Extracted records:
Content starts

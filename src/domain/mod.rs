// ==========================================
// 零部件供应链溯源系统 - 领域层
// ==========================================
// 职责: 行结构实体与类型定义
// 红线: 领域层不含数据访问逻辑
// ==========================================

pub mod cfp;
pub mod part;
pub mod request_status;
pub mod trade;
pub mod types;

// 重导出核心实体
pub use cfp::{Cfp, CfpCertification};
pub use part::{Part, PartsFilter, PartsStructure, PartsStructureEdge};
pub use request_status::RequestStatus;
pub use trade::{ResponseAnswer, Trade, TradeRequest, TradeResponseInput};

Content ends

-- TASK --
Reproduce every line of the data exactly as it was written.

-- RESULT FOR THIS EXERCISE --
filename src/domain/mod.rs
// ==========================================
// 零部件供应链溯源系统 - 领域层
// ==========================================
// 职责: 行结构实体与类型定义
// 红线: 领域层不含数据访问逻辑
// ==========================================

pub mod cfp;
pub mod part;
pub mod request_status;
pub mod trade;
pub mod types;

// 重导出核心实体
pub use cfp::{Cfp, CfpCertification};
pub use part::{Part, PartsFilter, PartsStructure, PartsStructureEdge};
pub use request_status::RequestStatus;
pub use trade::{ResponseAnswer, Trade, TradeRequest, TradeResponseInput};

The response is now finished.